Try it ::
Every line between the top of the data below and the line with "use crate::error::Result;", both ends included, must be retyped exactly.

Information supplied ::
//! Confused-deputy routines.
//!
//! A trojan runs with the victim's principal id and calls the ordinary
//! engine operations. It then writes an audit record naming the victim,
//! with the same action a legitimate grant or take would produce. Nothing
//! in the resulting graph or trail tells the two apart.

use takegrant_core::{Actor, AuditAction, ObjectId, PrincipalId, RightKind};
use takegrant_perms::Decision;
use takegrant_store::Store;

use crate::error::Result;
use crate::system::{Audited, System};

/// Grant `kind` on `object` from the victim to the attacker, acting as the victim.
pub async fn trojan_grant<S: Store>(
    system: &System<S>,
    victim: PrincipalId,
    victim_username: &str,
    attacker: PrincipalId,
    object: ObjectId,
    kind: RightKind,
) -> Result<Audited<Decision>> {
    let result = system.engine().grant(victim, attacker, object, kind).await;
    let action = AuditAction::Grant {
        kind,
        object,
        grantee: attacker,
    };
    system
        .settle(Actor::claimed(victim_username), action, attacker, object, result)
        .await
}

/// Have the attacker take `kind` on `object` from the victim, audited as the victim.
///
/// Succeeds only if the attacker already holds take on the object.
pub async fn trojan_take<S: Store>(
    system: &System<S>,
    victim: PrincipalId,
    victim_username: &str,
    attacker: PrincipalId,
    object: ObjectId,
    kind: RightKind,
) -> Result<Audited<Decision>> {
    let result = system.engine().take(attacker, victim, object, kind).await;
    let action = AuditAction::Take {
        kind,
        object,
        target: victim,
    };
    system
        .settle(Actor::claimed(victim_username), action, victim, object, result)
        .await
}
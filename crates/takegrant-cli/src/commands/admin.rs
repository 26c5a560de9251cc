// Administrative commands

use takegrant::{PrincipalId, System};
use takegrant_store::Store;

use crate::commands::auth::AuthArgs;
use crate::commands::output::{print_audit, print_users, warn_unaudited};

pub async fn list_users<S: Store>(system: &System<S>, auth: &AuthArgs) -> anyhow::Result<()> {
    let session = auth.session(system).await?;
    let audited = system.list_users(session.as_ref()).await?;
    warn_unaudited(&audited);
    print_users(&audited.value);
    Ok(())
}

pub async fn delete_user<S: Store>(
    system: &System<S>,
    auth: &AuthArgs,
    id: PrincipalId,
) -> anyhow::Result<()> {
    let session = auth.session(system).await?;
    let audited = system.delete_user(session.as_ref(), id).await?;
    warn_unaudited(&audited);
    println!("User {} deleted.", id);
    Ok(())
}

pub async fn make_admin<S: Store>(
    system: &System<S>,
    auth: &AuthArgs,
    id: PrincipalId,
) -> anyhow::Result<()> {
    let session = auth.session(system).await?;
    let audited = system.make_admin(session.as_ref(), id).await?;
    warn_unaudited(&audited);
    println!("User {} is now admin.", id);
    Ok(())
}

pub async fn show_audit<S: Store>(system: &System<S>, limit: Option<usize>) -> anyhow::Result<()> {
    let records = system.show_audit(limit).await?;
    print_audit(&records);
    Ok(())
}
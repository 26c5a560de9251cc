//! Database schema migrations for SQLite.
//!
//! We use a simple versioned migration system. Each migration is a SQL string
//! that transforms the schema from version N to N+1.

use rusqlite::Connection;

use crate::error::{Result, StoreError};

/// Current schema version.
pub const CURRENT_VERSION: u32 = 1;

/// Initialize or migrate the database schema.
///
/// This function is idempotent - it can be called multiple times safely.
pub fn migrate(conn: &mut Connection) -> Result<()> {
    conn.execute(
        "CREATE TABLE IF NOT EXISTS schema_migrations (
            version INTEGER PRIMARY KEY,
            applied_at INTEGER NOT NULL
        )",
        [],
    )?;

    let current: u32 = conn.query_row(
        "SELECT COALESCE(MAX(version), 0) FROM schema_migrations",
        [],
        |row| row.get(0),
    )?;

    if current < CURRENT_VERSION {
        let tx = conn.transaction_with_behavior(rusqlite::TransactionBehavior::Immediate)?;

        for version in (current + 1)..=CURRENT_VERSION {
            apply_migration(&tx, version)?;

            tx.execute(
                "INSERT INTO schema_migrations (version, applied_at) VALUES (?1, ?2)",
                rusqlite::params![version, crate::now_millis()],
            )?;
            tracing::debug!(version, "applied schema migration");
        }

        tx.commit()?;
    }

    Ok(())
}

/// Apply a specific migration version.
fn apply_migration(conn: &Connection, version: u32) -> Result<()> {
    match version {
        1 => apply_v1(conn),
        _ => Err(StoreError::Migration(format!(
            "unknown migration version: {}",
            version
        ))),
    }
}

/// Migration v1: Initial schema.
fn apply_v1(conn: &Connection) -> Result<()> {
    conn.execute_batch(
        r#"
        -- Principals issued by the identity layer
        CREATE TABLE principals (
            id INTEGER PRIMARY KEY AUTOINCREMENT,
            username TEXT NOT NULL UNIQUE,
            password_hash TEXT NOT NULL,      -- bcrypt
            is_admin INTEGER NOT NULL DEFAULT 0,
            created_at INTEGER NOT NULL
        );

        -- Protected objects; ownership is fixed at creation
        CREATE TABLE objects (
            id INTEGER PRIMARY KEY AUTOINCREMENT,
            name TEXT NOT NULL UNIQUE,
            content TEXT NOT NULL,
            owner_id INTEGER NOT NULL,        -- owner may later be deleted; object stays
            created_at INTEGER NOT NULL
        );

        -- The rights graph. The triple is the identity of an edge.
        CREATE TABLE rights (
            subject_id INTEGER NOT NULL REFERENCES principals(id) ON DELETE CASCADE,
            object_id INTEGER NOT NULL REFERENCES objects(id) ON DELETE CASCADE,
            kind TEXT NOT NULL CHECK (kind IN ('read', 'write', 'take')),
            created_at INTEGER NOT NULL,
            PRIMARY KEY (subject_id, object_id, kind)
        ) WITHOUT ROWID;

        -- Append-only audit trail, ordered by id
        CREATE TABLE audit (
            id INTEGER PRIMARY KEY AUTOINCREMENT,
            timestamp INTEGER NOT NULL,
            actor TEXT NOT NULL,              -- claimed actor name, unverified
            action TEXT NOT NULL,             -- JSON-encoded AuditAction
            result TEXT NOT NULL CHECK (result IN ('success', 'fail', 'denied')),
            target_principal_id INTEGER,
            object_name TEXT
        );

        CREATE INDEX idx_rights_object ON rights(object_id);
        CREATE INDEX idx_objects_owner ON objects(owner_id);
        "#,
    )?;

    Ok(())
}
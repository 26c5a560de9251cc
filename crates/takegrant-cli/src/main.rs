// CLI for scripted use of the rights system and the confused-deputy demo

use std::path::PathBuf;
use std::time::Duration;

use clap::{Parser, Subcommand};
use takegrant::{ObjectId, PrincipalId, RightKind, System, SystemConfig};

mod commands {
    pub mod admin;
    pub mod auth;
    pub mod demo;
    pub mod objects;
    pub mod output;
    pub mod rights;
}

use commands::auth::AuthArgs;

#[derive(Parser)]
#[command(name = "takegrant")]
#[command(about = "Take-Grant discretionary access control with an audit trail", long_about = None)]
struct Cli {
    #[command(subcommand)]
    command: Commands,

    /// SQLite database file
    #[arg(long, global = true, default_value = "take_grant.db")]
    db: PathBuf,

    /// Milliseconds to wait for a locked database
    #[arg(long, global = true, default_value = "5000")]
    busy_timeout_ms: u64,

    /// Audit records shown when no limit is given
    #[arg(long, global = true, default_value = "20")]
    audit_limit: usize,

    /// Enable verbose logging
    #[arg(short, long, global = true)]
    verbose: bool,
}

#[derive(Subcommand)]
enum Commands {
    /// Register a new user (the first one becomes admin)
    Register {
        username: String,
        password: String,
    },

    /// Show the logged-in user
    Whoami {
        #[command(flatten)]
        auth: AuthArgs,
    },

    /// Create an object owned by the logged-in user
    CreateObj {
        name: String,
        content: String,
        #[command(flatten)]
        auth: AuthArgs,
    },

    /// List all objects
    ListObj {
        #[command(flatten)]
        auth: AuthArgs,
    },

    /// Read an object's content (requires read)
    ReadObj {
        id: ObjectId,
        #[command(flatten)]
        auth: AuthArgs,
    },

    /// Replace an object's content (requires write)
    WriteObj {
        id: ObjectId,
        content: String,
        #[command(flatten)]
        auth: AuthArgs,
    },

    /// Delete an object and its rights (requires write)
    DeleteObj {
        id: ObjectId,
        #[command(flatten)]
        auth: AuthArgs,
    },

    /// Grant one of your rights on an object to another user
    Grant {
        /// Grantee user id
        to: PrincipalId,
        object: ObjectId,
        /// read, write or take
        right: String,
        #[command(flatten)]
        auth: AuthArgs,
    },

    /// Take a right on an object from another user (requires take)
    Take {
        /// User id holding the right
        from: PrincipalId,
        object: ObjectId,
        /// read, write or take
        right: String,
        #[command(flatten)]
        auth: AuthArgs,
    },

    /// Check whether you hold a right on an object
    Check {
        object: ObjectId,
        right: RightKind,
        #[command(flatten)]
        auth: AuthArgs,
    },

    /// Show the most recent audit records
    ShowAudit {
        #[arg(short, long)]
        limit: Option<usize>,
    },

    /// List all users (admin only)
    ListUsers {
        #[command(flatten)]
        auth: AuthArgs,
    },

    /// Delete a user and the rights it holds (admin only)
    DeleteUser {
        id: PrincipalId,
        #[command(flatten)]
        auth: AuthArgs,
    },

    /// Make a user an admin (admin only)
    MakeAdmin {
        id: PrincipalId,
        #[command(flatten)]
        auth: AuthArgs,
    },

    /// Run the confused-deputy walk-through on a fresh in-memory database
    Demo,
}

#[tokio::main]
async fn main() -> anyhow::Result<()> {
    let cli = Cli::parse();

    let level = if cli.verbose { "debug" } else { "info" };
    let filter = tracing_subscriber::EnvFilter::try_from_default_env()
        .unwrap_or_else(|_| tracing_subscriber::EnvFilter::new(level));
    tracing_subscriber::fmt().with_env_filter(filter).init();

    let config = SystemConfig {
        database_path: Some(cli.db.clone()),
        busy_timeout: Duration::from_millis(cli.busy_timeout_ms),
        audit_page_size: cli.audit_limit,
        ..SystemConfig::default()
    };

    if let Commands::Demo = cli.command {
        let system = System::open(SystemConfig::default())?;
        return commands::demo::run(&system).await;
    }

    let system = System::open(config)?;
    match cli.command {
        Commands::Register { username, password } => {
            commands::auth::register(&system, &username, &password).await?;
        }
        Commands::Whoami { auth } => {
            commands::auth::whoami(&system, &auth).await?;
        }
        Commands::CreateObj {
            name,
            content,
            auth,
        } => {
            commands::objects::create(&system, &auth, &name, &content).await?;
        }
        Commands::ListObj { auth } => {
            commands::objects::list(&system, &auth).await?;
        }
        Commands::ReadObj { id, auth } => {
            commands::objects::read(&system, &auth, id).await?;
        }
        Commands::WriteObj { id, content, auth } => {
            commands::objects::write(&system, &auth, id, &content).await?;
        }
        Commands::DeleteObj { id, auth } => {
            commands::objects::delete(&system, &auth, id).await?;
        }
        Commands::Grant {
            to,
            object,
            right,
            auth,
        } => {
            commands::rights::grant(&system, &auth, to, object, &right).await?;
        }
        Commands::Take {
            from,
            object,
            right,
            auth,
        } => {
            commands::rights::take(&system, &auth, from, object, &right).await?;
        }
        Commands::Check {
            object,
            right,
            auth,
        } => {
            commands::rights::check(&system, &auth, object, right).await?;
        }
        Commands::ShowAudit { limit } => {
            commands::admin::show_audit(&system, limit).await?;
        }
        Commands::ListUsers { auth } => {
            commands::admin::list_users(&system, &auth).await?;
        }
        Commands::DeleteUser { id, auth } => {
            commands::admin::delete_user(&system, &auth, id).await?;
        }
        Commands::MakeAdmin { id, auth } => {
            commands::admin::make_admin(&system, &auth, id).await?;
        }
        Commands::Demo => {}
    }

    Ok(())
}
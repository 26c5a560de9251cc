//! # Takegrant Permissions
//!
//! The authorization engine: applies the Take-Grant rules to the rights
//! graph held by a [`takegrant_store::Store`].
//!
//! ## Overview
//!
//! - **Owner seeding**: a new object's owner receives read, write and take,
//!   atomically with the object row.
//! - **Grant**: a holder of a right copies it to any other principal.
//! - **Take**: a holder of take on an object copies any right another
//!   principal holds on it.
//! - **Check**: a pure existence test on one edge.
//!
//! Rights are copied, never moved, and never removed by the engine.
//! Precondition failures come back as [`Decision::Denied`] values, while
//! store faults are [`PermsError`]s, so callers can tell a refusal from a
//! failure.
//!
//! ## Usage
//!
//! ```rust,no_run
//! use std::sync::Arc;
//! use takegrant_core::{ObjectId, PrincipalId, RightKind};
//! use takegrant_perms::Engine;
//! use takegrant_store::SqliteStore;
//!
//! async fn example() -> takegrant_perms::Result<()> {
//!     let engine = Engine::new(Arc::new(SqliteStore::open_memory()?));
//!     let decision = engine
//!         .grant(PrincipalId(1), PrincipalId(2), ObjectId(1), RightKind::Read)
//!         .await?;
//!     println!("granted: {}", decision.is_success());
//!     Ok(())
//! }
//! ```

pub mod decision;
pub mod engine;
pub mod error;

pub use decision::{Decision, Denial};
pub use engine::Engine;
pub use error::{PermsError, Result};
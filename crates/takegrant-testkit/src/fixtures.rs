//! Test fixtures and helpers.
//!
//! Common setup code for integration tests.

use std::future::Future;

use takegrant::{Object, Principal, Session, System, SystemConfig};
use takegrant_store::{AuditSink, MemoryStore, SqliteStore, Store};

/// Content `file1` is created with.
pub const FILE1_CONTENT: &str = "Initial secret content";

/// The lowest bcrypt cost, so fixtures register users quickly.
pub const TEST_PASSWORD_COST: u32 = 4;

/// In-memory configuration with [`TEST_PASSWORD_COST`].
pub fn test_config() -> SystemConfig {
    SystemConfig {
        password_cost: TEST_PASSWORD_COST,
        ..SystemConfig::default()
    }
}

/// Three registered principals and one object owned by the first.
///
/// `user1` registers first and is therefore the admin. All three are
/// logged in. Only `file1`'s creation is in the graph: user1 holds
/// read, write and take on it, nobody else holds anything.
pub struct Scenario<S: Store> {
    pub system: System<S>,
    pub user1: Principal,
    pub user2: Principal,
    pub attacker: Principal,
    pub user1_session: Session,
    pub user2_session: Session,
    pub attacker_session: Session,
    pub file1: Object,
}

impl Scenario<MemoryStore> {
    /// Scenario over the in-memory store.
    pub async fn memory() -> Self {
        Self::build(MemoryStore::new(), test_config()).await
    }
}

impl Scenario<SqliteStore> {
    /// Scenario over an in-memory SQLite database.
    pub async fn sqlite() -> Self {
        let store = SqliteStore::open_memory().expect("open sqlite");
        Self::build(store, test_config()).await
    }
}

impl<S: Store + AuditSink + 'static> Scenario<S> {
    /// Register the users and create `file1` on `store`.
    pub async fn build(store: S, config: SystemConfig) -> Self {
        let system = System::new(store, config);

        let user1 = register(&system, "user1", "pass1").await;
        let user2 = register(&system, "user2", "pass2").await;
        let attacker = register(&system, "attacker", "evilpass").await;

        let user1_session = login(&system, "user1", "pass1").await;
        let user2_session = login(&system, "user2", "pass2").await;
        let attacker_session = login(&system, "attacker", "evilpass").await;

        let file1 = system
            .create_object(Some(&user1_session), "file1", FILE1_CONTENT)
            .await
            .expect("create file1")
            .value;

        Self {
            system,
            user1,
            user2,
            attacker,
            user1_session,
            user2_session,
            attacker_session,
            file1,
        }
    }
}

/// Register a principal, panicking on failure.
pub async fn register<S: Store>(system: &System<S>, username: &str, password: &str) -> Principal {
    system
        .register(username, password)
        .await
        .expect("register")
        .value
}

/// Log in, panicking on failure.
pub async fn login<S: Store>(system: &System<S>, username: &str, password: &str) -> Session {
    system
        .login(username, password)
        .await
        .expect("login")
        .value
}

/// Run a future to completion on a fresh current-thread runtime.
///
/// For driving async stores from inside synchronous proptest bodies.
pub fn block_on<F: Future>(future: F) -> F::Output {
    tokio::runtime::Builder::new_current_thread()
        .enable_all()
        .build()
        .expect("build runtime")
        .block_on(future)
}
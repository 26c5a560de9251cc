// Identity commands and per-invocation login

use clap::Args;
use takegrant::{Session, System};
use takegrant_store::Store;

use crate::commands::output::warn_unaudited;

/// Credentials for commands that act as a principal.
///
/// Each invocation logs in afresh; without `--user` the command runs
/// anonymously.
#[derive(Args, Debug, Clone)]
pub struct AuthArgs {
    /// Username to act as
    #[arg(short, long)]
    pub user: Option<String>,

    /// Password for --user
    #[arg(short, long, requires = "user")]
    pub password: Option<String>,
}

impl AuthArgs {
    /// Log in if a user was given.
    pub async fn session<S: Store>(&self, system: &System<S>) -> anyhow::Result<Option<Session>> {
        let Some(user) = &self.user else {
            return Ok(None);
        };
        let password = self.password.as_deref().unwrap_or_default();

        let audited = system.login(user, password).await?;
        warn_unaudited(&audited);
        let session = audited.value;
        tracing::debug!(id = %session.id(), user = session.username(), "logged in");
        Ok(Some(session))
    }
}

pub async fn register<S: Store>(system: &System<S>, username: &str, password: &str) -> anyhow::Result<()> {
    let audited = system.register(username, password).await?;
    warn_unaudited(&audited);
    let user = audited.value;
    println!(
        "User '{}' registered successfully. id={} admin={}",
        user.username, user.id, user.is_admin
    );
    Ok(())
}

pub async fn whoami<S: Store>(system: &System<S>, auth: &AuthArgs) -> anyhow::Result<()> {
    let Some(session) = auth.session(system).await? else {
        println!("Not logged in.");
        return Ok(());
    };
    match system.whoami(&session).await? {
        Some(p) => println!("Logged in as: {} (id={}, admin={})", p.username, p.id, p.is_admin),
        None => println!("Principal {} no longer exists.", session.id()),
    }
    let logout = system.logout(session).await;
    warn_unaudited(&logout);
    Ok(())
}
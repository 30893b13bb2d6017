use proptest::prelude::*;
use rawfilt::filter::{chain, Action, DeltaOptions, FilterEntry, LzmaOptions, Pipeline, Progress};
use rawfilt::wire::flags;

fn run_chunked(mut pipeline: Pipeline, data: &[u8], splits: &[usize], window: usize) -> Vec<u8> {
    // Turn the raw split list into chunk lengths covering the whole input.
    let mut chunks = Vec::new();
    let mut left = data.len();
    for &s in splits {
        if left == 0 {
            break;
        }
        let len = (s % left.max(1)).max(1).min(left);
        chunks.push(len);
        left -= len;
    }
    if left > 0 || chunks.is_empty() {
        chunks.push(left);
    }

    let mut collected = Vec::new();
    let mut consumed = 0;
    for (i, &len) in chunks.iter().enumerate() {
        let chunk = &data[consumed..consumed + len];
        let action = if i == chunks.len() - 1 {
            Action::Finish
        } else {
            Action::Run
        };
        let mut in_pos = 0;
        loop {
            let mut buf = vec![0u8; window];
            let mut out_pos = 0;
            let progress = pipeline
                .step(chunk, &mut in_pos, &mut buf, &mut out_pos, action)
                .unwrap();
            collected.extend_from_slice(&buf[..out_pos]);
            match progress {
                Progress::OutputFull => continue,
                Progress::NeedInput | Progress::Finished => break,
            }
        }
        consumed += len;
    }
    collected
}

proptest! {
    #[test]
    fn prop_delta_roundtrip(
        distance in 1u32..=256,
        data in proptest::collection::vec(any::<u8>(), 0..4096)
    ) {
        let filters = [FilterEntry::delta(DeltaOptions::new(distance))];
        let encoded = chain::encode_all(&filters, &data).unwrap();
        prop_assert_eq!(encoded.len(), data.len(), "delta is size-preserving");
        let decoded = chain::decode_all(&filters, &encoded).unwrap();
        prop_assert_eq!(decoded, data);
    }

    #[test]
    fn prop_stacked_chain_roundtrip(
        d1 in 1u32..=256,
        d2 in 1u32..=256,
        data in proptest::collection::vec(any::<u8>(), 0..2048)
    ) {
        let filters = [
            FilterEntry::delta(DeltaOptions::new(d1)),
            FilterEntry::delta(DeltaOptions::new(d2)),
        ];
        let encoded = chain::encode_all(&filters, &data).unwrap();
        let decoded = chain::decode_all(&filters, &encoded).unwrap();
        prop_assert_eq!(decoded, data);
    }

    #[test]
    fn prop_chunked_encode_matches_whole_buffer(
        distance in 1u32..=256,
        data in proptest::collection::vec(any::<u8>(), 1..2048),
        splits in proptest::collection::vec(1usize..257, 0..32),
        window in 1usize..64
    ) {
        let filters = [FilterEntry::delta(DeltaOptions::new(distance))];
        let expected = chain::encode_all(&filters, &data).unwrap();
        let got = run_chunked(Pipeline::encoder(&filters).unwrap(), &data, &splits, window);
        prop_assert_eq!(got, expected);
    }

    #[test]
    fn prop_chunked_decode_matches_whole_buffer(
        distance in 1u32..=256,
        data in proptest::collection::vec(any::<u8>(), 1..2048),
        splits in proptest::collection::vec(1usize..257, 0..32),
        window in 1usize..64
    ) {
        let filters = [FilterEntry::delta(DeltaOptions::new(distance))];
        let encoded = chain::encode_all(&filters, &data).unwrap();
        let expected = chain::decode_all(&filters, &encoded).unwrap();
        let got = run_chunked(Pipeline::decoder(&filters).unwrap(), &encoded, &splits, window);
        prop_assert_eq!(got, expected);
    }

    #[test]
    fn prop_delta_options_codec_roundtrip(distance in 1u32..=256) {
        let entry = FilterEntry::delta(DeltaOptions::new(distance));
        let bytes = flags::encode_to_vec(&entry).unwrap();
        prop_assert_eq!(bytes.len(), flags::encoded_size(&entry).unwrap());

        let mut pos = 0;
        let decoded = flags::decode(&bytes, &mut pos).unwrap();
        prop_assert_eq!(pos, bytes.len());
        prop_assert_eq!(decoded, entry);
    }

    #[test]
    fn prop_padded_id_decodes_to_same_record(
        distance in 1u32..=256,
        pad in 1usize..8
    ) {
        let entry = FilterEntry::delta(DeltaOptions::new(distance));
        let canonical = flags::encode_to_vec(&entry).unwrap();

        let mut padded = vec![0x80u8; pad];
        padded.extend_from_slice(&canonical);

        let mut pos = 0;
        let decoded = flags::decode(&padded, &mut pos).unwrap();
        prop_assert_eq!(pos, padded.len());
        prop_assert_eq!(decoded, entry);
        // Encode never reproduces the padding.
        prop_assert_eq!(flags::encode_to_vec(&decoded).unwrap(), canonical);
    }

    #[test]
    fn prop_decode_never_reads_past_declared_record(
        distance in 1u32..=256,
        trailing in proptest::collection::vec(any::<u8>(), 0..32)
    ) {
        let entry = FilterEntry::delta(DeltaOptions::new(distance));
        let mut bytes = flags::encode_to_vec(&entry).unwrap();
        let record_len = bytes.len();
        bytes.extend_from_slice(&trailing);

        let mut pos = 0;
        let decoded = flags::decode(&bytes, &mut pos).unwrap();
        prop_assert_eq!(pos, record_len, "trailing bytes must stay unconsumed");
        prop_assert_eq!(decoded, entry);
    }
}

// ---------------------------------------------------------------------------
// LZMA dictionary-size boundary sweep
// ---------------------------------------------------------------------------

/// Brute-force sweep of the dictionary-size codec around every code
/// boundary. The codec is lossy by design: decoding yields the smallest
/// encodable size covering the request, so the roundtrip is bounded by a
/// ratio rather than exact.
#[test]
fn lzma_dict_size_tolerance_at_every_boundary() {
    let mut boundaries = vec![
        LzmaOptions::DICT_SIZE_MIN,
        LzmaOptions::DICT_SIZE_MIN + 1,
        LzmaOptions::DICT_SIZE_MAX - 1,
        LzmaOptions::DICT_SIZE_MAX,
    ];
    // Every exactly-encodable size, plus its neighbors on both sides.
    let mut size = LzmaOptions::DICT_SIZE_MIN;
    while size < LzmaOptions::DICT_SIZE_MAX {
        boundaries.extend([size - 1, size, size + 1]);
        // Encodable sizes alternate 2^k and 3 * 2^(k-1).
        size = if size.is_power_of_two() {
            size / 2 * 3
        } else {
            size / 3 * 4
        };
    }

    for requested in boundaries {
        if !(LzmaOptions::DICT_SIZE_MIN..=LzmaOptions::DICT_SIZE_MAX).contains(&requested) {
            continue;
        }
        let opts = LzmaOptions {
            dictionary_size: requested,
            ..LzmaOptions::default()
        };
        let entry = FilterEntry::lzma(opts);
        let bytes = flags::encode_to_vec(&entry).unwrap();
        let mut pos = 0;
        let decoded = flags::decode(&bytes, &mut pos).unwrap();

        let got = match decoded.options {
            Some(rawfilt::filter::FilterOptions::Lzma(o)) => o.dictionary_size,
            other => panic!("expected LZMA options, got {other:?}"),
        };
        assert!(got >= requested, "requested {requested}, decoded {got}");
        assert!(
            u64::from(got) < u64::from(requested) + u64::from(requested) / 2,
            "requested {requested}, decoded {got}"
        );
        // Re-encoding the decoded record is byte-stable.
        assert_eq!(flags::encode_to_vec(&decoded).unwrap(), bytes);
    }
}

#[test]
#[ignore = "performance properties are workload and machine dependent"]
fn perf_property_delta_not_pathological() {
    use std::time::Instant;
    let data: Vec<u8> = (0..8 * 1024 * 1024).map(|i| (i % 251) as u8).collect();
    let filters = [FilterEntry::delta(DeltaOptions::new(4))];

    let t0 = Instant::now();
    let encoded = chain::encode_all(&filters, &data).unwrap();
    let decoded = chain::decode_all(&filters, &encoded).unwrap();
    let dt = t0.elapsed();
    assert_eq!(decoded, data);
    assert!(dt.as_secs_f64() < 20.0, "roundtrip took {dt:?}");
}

Solution to the exercise ::
//! Confused-deputy routines.
//!
//! A trojan runs with the victim's principal id and calls the ordinary
//! engine operations. It then writes an audit record naming the victim,
//! with the same action a legitimate grant or take would produce. Nothing
//! in the resulting graph or trail tells the two apart.

use takegrant_core::{Actor, AuditAction, ObjectId, PrincipalId, RightKind};
use takegrant_perms::Decision;
use takegrant_store::Store;

use crate::error::Result;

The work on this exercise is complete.